Der Browser als entscheidender Beobachtungspunkt
Die Situation wird dann besonders klar: Der Moment, in dem Opfer den Köder sehen und gleichzeitig die Gerätefreigabe im richtigen Freigabe-Dialog bestätigen, lässt sich am zuverlässigsten im Browser-Kontext beobachten. Genau dort entsteht die „Brücke“ zwischen Phishing-Element und der endgültigen Zustimmung.
Entsprechend werden auch Ansätze beschrieben, die nicht auf konkrete Kit-Fingerprints oder einzelne Domains setzen, sondern auf Verhalten und den Ablauf der Gerätefreigabe. Das hilft besonders dann, wenn neue Kits schnell auftauchen und IOC-Blocklisten kaum Schritt halten.
Praktische Konsequenzen für Sicherheitsteams
Wenn Device-Code-Phishing so schnell skaliert, müssen Verteidigung und Monitoring ebenfalls näher an den eigentlichen Schritt der Freigabe rücken. Je nach Architektur und Risikoappetit lassen sich zum Beispiel folgende Leitideen ableiten:
- Autorisierung genauer prüfen: Achten Sie darauf, wie und wo Zustimmung erteilt wird – nicht nur darauf, wie Anmeldungen stattfinden.
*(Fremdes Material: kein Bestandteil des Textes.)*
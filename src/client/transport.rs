//! # Session Transport
//!
//! One WebSocket per session to the relay. The socket is split into a reader
//! task, which decodes text frames into [`TransportEvent`]s, and a writer task,
//! which drains an unbounded queue of outgoing frames. Sends are fire and
//! forget; a slow relay simply grows the queue.
//!
//! The [`RelayTransport`] trait is the seam the sync controller is written
//! against, so tests can drive it with an in-memory transport.

use crate::shared::error::SharedError;
use crate::shared::protocol::{ClientMessage, ServerMessage};
use futures_util::{SinkExt, StreamExt};
use std::sync::atomic::{AtomicBool, Ordering};
use std::sync::Arc;
use thiserror::Error;
use tokio::sync::mpsc;
use tokio_tungstenite::{connect_async, tungstenite::Message};
use url::Url;

/// Events raised by a transport towards the session loop
#[derive(Debug, Clone, PartialEq, Eq)]
pub enum TransportEvent {
    /// Handshake completed
    Opened,
    /// Decoded relay message
    Message(ServerMessage),
    /// Socket ended, for whatever reason
    Closed { reason: String },
}

/// Transport failures
#[derive(Debug, Error)]
pub enum TransportError {
    #[error("transport is not open")]
    NotOpen,
    #[error("invalid relay url: {0}")]
    InvalidUrl(String),
    #[error("connection failed: {0}")]
    Connect(String),
    #[error("could not encode message: {0}")]
    Encode(#[from] SharedError),
}

/// Outbound half of a relay connection
pub trait RelayTransport {
    /// Whether messages can currently be sent
    fn is_open(&self) -> bool;

    /// Queue a message for the relay
    fn send(&self, message: ClientMessage) -> Result<(), TransportError>;

    /// Close the connection; later sends fail with `NotOpen`
    fn close(&mut self);
}

/// Relay endpoint with the bearer credential as `token` query parameter
pub fn relay_endpoint(relay_url: &str, token: &str) -> Result<Url, TransportError> {
    let mut url =
        Url::parse(relay_url).map_err(|e| TransportError::InvalidUrl(format!("{relay_url}: {e}")))?;
    if !matches!(url.scheme(), "ws" | "wss") {
        return Err(TransportError::InvalidUrl(format!(
            "{relay_url}: expected ws or wss scheme"
        )));
    }
    url.query_pairs_mut().append_pair("token", token);
    Ok(url)
}

enum WriteCommand {
    Frame(Message),
    Close,
}

/// WebSocket transport backed by `tokio-tungstenite`
pub struct WsTransport {
    write_tx: mpsc::UnboundedSender<WriteCommand>,
    open: Arc<AtomicBool>,
}

impl WsTransport {
    /// Start connecting to `url` in the background
    ///
    /// Returns immediately. The receiver yields `Opened` once the handshake
    /// completes, then relay messages, then exactly one `Closed`.
    pub fn connect(url: Url) -> (Self, mpsc::UnboundedReceiver<TransportEvent>) {
        let (event_tx, event_rx) = mpsc::unbounded_channel();
        let (write_tx, write_rx) = mpsc::unbounded_channel();
        let open = Arc::new(AtomicBool::new(false));

        tokio::spawn(run_connection(url, Arc::clone(&open), event_tx, write_tx.clone(), write_rx));

        (Self { write_tx, open }, event_rx)
    }

    /// Transport that never opens, for sessions that cannot connect
    ///
    /// The event receiver is already closed.
    pub fn detached() -> (Self, mpsc::UnboundedReceiver<TransportEvent>) {
        let (_, event_rx) = mpsc::unbounded_channel();
        let (write_tx, _) = mpsc::unbounded_channel();
        let transport = Self {
            write_tx,
            open: Arc::new(AtomicBool::new(false)),
        };
        (transport, event_rx)
    }
}

impl RelayTransport for WsTransport {
    fn is_open(&self) -> bool {
        self.open.load(Ordering::SeqCst)
    }

    fn send(&self, message: ClientMessage) -> Result<(), TransportError> {
        if !self.is_open() {
            return Err(TransportError::NotOpen);
        }
        let text = message.to_json()?;
        self.write_tx
            .send(WriteCommand::Frame(Message::Text(text.into())))
            .map_err(|_| TransportError::NotOpen)
    }

    fn close(&mut self) {
        if self.open.swap(false, Ordering::SeqCst) {
            let _ = self.write_tx.send(WriteCommand::Close);
        }
    }
}

impl Drop for WsTransport {
    fn drop(&mut self) {
        self.close();
    }
}

async fn run_connection(
    url: Url,
    open: Arc<AtomicBool>,
    event_tx: mpsc::UnboundedSender<TransportEvent>,
    write_tx: mpsc::UnboundedSender<WriteCommand>,
    write_rx: mpsc::UnboundedReceiver<WriteCommand>,
) {
    tracing::info!("[Sync] Connecting to relay at {}", redact(&url));

    let ws_stream = match connect_async(url.as_str()).await {
        Ok((stream, _response)) => stream,
        Err(e) => {
            tracing::error!("[Sync] Relay connection failed: {}", e);
            let _ = event_tx.send(TransportEvent::Closed {
                reason: TransportError::Connect(e.to_string()).to_string(),
            });
            return;
        }
    };

    let (write, mut read) = ws_stream.split();
    let writer = tokio::spawn(run_writer(write, write_rx));

    open.store(true, Ordering::SeqCst);
    tracing::info!("[Sync] Relay connection open");
    let _ = event_tx.send(TransportEvent::Opened);

    let reason = loop {
        match read.next().await {
            Some(Ok(Message::Text(text))) => match ServerMessage::from_json(&text) {
                Ok(message) => {
                    if event_tx.send(TransportEvent::Message(message)).is_err() {
                        break "session dropped".to_string();
                    }
                }
                Err(e) => {
                    tracing::warn!("[Sync] Dropping undecodable relay frame: {}", e);
                }
            },
            Some(Ok(Message::Close(frame))) => {
                break frame
                    .map(|f| f.reason.to_string())
                    .filter(|r| !r.is_empty())
                    .unwrap_or_else(|| "closed by relay".to_string());
            }
            Some(Ok(_)) => {}
            Some(Err(e)) => break e.to_string(),
            None => break "connection ended".to_string(),
        }
    };

    open.store(false, Ordering::SeqCst);
    let _ = write_tx.send(WriteCommand::Close);
    let _ = writer.await;
    tracing::info!("[Sync] Relay connection closed: {}", reason);
    let _ = event_tx.send(TransportEvent::Closed { reason });
}

async fn run_writer<S>(mut write: S, mut write_rx: mpsc::UnboundedReceiver<WriteCommand>)
where
    S: SinkExt<Message> + Unpin,
    S::Error: std::fmt::Display,
{
    while let Some(command) = write_rx.recv().await {
        match command {
            WriteCommand::Frame(message) => {
                if let Err(e) = write.send(message).await {
                    tracing::warn!("[Sync] Relay write failed: {}", e);
                    break;
                }
            }
            WriteCommand::Close => {
                let _ = write.send(Message::Close(None)).await;
                break;
            }
        }
    }
    let _ = write.close().await;
}

fn redact(url: &Url) -> String {
    let mut shown = url.clone();
    shown.set_query(None);
    shown.to_string()
}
- Conditional Access gezielt nutzen: Wo möglich, lassen sich Gerätefreigaben einschränken. Gleichzeitig sollten Sie legitime Workflows validieren, damit nichts „kaputt-konfiguriert“ wird.
- Plattformübergreifend denken: Device-Code-Phishing ist nicht auf einen Anbieter beschränkt, weil OAuth Device-Authorization überall dort greift, wo es implementiert ist.
- Detektion im Browser-Kontext: Beobachten Sie die Sequenz aus Codeingabe und Freigabedialog. Das liefert eine stabilere Grundlage als reine IOC-Listen.
Zusätzlich lohnt sich ein Abgleich mit Ihrem aktuellen Threat-Model: Wenn Teams bisher primär Authentifizierungssignale abgesichert haben, kann der nächste Angriffsschwerpunkt bereits „dahinter“ liegen.
Fazit
Device-Code-Phishing wächst 2026 so stark, weil es die Schwachstelle in der digitalen Zugriffskette ausnutzt: die Autorisierung nach erfolgreicher Anmeldung. Es umgeht MFA einschließlich moderner Passkey-Ansätze, wird durch PhaaS-Ökosysteme industrialisiert und kommt durch AI-gestützte Entwicklung in vielen Varianten gleichzeitig. Gleichzeitig zeigt der plattformübergreifende OAuth-Gerätefluss, dass sich Schutzmaßnahmen nicht nur auf Microsoft beschränken dürfen.
Wer wirksam reagieren will, sollte vor allem die Freigabe selbst in den Mittelpunkt stellen – und Detektion dort ausbauen, wo der Nutzer zustimmt, etwa im Browser-Kontext.